One danger of care that is overly patient-oriented is that decisions made on an individual level have a negative consequence on a global level. If the focus is always on the patient in front of you, it will introduce systematic bias that will create systematic crises.
Examples:
1. The over-prescription of antibiotics. It has been well-documented that antibiotics are over prescribed for many conditions, including ear infections and upper respiratory infections. One reason is that the patient care is too patient oriented- clinicians are focused on the patient in front of them on focusing on the patient's wants, rather than the patient's and societal needs.
2. Spine MRIs. Again, many patients come in wanting an MRI, despite the very high false positive rate. This in turn can lead to negative consequences for the patient (including unneccessary surgery, and the negative sequelae of cost and sometimes disability).
3. Mammograms in young women. This is similar to spine MRIs. There is high false positive rate, and those false positives lead to a financially and emotionally expensive pathway of biopsies and potential surgeries.
Again, this may all seem tangential. However, the outcome cited at the end of the abstract of patient preference to me seems like a less than ideal outcome measure. I don't know that physicians should govern their behaviour based on the initial wants of a patient. I would prefer that the outcome of interactions be judged based on the patient's sense of long term wellness and their health outcomes."

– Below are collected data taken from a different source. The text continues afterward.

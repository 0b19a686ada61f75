/// `(x * y) / 255` rounded, for 8-bit channel blending.
#[inline]
pub fn mul_div255_u16(x: u16, y: u16) -> u16 {
    let t = x * y + 128;
    (t + (t >> 8)) >> 8
}

/// Round `n` up to the next even number.
#[inline]
pub fn even_up(n: u32) -> u32 {
    if n.is_multiple_of(2) { n } else { n + 1 }
}

/// Round a non-negative length up to whole pixels, clamping at `u32::MAX`.
#[inline]
pub fn ceil_px(len: f64) -> u32 {
    if len.is_nan() || len <= 0.0 {
        return 0;
    }
    len.ceil().min(f64::from(u32::MAX)) as u32
}

/// Scale `len` by `num / den`, rounding to the nearest pixel and never returning zero.
#[inline]
pub fn scale_len(len: u32, num: u32, den: u32) -> u32 {
    if den == 0 {
        return len.max(1);
    }
    let scaled = (f64::from(len) * f64::from(num) / f64::from(den)).round();
    (scaled as u32).max(1)
}

#[cfg(test)]
#[path = "../../tests/unit/foundation/math.rs"]
mod tests;
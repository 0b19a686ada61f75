use std::path::Path;

use anyhow::Context as _;
use image::AnimationDecoder as _;

use crate::foundation::error::{PtvError, PtvResult};
use crate::foundation::math::mul_div255_u16;
use crate::raster::bitmap::{Bitmap, RGB8_BPP};

/// Decode an encoded still image into an opaque RGB8 bitmap.
pub fn decode_image(bytes: &[u8]) -> PtvResult<Bitmap> {
    let dyn_img = image::load_from_memory(bytes)
        .map_err(|e| PtvError::source(format!("decode image from memory: {e}")))?;
    Ok(flatten_over_black(&dyn_img.to_rgba8()))
}

/// Read and decode an image file.
pub fn decode_image_file(path: &Path) -> PtvResult<Bitmap> {
    let bytes =
        std::fs::read(path).with_context(|| format!("read image '{}'", path.display()))?;
    decode_image(&bytes)
        .map_err(|e| PtvError::source(format!("'{}': {e}", path.display())))
}

/// Decode every frame of an animated GIF, in display order.
pub fn decode_gif_frames(path: &Path) -> PtvResult<Vec<Bitmap>> {
    let file = std::fs::File::open(path)
        .with_context(|| format!("open gif '{}'", path.display()))?;
    let decoder = image::codecs::gif::GifDecoder::new(std::io::BufReader::new(file))
        .map_err(|e| PtvError::source(format!("'{}': {e}", path.display())))?;
    let frames = decoder
        .into_frames()
        .collect_frames()
        .map_err(|e| PtvError::source(format!("'{}': {e}", path.display())))?;
    Ok(frames
        .into_iter()
        .map(|f| flatten_over_black(f.buffer()))
        .collect())
}

/// Composite straight-alpha RGBA over black and drop the alpha channel.
pub fn flatten_over_black(rgba: &image::RgbaImage) -> Bitmap {
    let (width, height) = rgba.dimensions();
    let mut data = Vec::with_capacity(width as usize * height as usize * RGB8_BPP);
    for px in rgba.pixels() {
        let [r, g, b, a] = px.0;
        if a == 255 {
            data.extend_from_slice(&[r, g, b]);
            continue;
        }
        let a = u16::from(a);
        data.extend_from_slice(&[
            mul_div255_u16(u16::from(r), a) as u8,
            mul_div255_u16(u16::from(g), a) as u8,
            mul_div255_u16(u16::from(b), a) as u8,
        ]);
    }
    Bitmap {
        width,
        height,
        data,
    }
}

#[cfg(test)]
#[path = "../../tests/unit/source/decode.rs"]
mod tests;
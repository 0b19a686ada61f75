use std::path::PathBuf;

use crate::config::{Settings, Style};
use crate::encode::sink::{FrameSink, SinkConfig};
use crate::foundation::core::Viewport;
use crate::foundation::error::{PtvError, PtvResult};
use crate::raster::bitmap::Bitmap;
use crate::scroll::compositor::{ScrollCompositor, ScrollStats};
use crate::scroll::pacing::{Pacing, PacingWarning};
use crate::slideshow::FramesCompositor;
use crate::source::{LoadReport, auto_resolution, load_images, scale_images};

/// Images ready for compositing together with the viewport they were scaled for.
#[derive(Debug)]
pub struct Prepared {
    /// Ordered, pre-scaled images.
    pub images: Vec<Bitmap>,
    /// Viewport with auto dimensions resolved.
    pub viewport: Viewport,
    /// What the source adapter loaded and skipped.
    pub load: LoadReport,
}

/// Outcome of one render.
#[derive(Clone, Debug, PartialEq)]
pub struct RenderReport {
    /// Frames handed to the sink.
    pub frames: u64,
    /// Scroll rate, for scroll styles.
    pub pixels_per_frame: Option<f64>,
    /// Set when the scroll rate had to be clamped.
    pub pacing_warning: Option<PacingWarning>,
    /// Compositor counters, for scroll styles.
    pub scroll: Option<ScrollStats>,
}

/// Load `inputs`, resolve the viewport and scale every image for the style.
#[tracing::instrument(skip(inputs, settings), fields(inputs = inputs.len(), style = %settings.style))]
pub fn prepare(inputs: &[PathBuf], settings: &Settings) -> PtvResult<Prepared> {
    settings.validate()?;
    let (images, load) = load_images(inputs, &settings.source_opts())?;
    let Some(first) = images.first() else {
        return Err(PtvError::precondition("no images loaded from the inputs"));
    };
    let (width, height) = auto_resolution(settings.width, settings.height, first);
    let viewport = Viewport::new(
        width,
        height,
        settings.fps,
        settings.seconds_per_item,
        settings.duration,
    )?;
    let images = scale_images(images, settings.style.scale_mode(), width, height);
    Ok(Prepared {
        images,
        viewport,
        load,
    })
}

/// Composite `images` in `style` into `sink`, driving its whole lifecycle.
///
/// A failure after `begin` aborts the sink so no partial output remains.
#[tracing::instrument(skip(images, sink), fields(images = images.len()))]
pub fn render_to_sink(
    images: Vec<Bitmap>,
    viewport: Viewport,
    style: Style,
    sink: &mut dyn FrameSink,
) -> PtvResult<RenderReport> {
    viewport.validate()?;
    let cfg = SinkConfig {
        width: viewport.width,
        height: viewport.height,
        fps: viewport.fps,
    };

    let Some(direction) = style.scroll_direction() else {
        let comp = FramesCompositor::new(viewport)?;
        sink.begin(cfg)?;
        let stats = finish(comp.run(images, sink), sink)?;
        return Ok(RenderReport {
            frames: stats.frames,
            pixels_per_frame: None,
            pacing_warning: None,
            scroll: None,
        });
    };

    let pacing = Pacing::compute(&images, &viewport, direction.axis());
    let comp = ScrollCompositor::new(viewport, direction, pacing.pixels_per_frame)?;
    comp.check_sequence(&images)?;

    sink.begin(cfg)?;
    let stats = finish(comp.run(images, sink), sink)?;
    Ok(RenderReport {
        frames: stats.frames,
        pixels_per_frame: Some(pacing.pixels_per_frame),
        pacing_warning: pacing.warning,
        scroll: Some(stats),
    })
}

fn finish<T>(run: PtvResult<T>, sink: &mut dyn FrameSink) -> PtvResult<T> {
    match run {
        Ok(v) => {
            if let Err(e) = sink.end() {
                sink.abort();
                return Err(e);
            }
            Ok(v)
        }
        Err(e) => {
            tracing::error!("render failed, discarding partial output: {e}");
            sink.abort();
            Err(e)
        }
    }
}

/// [`prepare`] then [`render_to_sink`].
pub fn render_inputs(
    inputs: &[PathBuf],
    settings: &Settings,
    sink: &mut dyn FrameSink,
) -> PtvResult<RenderReport> {
    let prepared = prepare(inputs, settings)?;
    render_to_sink(prepared.images, prepared.viewport, settings.style, sink)
}

#[cfg(test)]
#[path = "../tests/unit/pipeline.rs"]
mod tests;
/// Convenience result type used across ptv.
pub type PtvResult<T> = Result<T, PtvError>;

/// Top-level error taxonomy. Each variant names the stage that failed.
#[derive(thiserror::Error, Debug)]
pub enum PtvError {
    /// Invalid user-provided settings (resolution, fps, style, config file).
    #[error("validation error: {0}")]
    Validation(String),

    /// The ordered image sequence violates a compositor precondition.
    #[error("precondition error: {0}")]
    Precondition(String),

    /// A region copy fell outside its buffer. Pacing or rebuild arithmetic drifted.
    #[error("internal bounds error: {0}")]
    Bounds(String),

    /// Loading, rasterizing or decoding input images failed.
    #[error("source error: {0}")]
    Source(String),

    /// Writing frames to the output sink failed.
    #[error("encode error: {0}")]
    Encode(String),

    /// Wrapped lower-level error from dependencies or IO.
    #[error(transparent)]
    Other(#[from] anyhow::Error),
}

impl PtvError {
    /// Build a [`PtvError::Validation`] value.
    pub fn validation(msg: impl Into<String>) -> Self {
        Self::Validation(msg.into())
    }

    /// Build a [`PtvError::Precondition`] value.
    pub fn precondition(msg: impl Into<String>) -> Self {
        Self::Precondition(msg.into())
    }

    /// Build a [`PtvError::Bounds`] value.
    pub fn bounds(msg: impl Into<String>) -> Self {
        Self::Bounds(msg.into())
    }

    /// Build a [`PtvError::Source`] value.
    pub fn source(msg: impl Into<String>) -> Self {
        Self::Source(msg.into())
    }

    /// Build a [`PtvError::Encode`] value.
    pub fn encode(msg: impl Into<String>) -> Self {
        Self::Encode(msg.into())
    }
}

#[cfg(test)]
#[path = "../../tests/unit/foundation/error.rs"]
mod tests;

this would be my response to my friend.
your general point is well taken if I understand correctly. Basically what you're saying is that we should make sure to keep the patient's needs our first priorityrather than their desires. They are not customers. They are people who are in need of our help. Given that I agree with you on that point, I looked at this study differently. I don't feel that I absolutely need to follow the advice or the conclusions that arose from this study anymore than I feel I need to follow the advice or conclusions that arise from any other studies. Additionally, my population of American veterans respond very differently from other populations with regard to what makes them comfortable. Therefore, just like any other study, it may or may not inform how I practiced medicine. In fact, for the past two days, I have been trying to greet my patients the way they said. My patients seem to respond very well to warm greeting, "Mr." followed by their last name, and me telling them just my last name. In this case, it seems to make sense because my name is not very recognizable nor easy for them to understand the first time they hear it. And in the VA system they are used to being referred to as a last name and last four digits of their Social Security number. Thank you for sharing your thoughts.
Remember the golden rule: treat others the way you want to be treated.
But you mustn't forget the platinum rule: treat others the way they want to be treated.